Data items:
□ □ □ □ □ □ □

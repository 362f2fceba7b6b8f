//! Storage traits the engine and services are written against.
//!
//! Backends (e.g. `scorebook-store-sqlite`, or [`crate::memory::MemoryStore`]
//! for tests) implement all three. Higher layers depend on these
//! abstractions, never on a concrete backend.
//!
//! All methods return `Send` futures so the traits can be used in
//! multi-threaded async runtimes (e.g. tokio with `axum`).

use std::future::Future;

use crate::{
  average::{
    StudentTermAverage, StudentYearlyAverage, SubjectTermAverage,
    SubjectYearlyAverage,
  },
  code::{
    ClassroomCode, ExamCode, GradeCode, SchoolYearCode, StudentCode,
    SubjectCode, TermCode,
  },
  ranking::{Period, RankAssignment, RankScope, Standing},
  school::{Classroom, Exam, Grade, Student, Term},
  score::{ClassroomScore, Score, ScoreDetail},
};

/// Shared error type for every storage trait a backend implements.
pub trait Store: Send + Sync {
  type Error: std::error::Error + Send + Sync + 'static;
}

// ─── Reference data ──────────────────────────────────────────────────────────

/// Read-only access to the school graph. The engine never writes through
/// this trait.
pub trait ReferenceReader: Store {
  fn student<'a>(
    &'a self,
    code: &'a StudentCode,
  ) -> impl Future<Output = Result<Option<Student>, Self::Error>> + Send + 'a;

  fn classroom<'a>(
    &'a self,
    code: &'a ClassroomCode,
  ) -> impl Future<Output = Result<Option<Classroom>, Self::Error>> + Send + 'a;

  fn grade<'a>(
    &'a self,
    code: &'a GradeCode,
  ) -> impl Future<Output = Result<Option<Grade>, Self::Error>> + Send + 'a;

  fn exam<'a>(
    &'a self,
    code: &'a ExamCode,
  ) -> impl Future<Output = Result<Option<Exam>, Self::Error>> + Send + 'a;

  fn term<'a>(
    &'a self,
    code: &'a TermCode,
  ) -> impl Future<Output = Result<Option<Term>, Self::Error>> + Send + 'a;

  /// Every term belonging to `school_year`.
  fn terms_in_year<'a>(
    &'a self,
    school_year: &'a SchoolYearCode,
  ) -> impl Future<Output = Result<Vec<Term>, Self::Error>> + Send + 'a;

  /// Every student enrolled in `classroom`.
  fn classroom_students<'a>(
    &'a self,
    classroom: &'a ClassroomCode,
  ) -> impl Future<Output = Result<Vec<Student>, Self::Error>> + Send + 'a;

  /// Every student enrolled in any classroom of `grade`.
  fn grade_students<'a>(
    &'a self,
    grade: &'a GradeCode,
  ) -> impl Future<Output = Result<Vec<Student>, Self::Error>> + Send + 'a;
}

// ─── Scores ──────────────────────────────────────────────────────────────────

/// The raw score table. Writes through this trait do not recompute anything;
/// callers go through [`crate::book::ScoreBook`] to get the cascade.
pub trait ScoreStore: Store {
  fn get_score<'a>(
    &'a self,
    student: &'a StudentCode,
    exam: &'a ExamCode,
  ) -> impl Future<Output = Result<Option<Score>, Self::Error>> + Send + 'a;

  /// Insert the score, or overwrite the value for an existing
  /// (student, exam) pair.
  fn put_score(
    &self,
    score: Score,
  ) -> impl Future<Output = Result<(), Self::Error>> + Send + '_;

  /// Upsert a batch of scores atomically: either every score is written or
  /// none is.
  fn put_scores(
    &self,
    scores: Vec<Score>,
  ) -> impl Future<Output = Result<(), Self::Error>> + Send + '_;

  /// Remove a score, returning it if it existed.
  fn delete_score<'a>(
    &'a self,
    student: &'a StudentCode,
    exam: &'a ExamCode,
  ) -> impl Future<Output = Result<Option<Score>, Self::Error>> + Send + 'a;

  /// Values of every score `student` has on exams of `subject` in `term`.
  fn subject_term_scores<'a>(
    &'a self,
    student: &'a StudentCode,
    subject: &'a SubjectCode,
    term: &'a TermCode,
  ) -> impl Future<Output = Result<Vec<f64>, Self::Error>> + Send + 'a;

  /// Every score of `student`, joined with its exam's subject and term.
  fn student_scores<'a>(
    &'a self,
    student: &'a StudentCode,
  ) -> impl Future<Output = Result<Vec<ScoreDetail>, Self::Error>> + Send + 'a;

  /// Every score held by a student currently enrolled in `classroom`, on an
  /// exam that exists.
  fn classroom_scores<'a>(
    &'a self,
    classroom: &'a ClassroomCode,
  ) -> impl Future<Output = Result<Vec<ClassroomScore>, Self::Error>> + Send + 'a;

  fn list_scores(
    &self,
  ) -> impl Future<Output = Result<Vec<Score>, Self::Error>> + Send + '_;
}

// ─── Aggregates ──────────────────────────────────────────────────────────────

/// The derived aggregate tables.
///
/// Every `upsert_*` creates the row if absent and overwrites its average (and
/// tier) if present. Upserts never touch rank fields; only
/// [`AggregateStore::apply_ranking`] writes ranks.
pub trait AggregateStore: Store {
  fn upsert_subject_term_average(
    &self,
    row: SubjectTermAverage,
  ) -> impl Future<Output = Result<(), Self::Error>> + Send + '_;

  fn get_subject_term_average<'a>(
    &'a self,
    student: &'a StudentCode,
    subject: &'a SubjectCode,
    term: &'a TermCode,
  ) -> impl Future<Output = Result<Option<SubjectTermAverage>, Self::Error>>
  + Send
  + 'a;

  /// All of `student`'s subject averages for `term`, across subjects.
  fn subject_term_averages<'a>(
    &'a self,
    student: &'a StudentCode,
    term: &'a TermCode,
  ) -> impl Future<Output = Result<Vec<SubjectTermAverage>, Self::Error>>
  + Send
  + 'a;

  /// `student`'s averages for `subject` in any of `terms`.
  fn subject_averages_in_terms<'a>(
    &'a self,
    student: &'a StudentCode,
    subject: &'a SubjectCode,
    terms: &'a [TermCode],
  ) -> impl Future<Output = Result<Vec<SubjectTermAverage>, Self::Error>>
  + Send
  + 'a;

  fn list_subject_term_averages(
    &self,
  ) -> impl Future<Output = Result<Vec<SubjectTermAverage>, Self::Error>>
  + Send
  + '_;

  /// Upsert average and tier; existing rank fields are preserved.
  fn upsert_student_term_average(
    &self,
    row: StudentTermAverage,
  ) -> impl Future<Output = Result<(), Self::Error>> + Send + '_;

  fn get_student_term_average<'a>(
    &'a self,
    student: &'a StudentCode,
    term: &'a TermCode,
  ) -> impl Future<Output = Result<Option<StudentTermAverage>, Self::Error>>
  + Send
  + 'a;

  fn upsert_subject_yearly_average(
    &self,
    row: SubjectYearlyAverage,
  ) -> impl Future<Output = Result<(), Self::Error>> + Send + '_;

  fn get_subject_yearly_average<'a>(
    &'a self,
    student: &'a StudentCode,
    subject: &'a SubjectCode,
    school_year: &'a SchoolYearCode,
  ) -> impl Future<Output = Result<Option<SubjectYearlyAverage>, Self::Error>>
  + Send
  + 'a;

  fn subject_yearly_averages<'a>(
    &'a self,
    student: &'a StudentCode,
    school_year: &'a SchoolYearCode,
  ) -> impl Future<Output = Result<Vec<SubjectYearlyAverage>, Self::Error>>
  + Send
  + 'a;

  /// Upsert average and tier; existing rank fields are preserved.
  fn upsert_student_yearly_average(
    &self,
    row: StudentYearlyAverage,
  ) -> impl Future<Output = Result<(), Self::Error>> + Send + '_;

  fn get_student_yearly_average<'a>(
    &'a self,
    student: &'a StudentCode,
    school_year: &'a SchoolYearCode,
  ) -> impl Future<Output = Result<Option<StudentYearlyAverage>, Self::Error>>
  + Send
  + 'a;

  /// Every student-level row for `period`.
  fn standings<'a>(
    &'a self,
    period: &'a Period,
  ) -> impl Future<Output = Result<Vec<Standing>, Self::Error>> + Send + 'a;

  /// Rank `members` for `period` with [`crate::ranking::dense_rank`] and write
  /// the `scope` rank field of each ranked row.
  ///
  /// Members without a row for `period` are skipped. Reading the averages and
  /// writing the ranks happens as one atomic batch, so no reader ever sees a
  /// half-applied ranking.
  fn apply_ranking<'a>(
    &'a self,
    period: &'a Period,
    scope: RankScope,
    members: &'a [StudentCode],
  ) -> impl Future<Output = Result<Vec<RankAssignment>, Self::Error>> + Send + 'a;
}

□ □ □ □ □ □ □

▶ **EXERCISE INSTRUCTIONS**: Print every line from the one that contains "Result<Vec<Standing>, Self::Error>> + Send + 'a;" to the end of the records, exactly as written, and nothing more.

▶ **COMPLETED TASK**:
  ) -> impl Future<Output = Result<Vec<Standing>, Self::Error>> + Send + 'a;

  /// Rank `members` for `period` with [`crate::ranking::dense_rank`] and write
  /// the `scope` rank field of each ranked row.
  ///
  /// Members without a row for `period` are skipped. Reading the averages and
  /// writing the ranks happens as one atomic batch, so no reader ever sees a
  /// half-applied ranking.
  fn apply_ranking<'a>(
    &'a self,
    period: &'a Period,
    scope: RankScope,
    members: &'a [StudentCode],
  ) -> impl Future<Output = Result<Vec<RankAssignment>, Self::Error>> + Send + 'a;
}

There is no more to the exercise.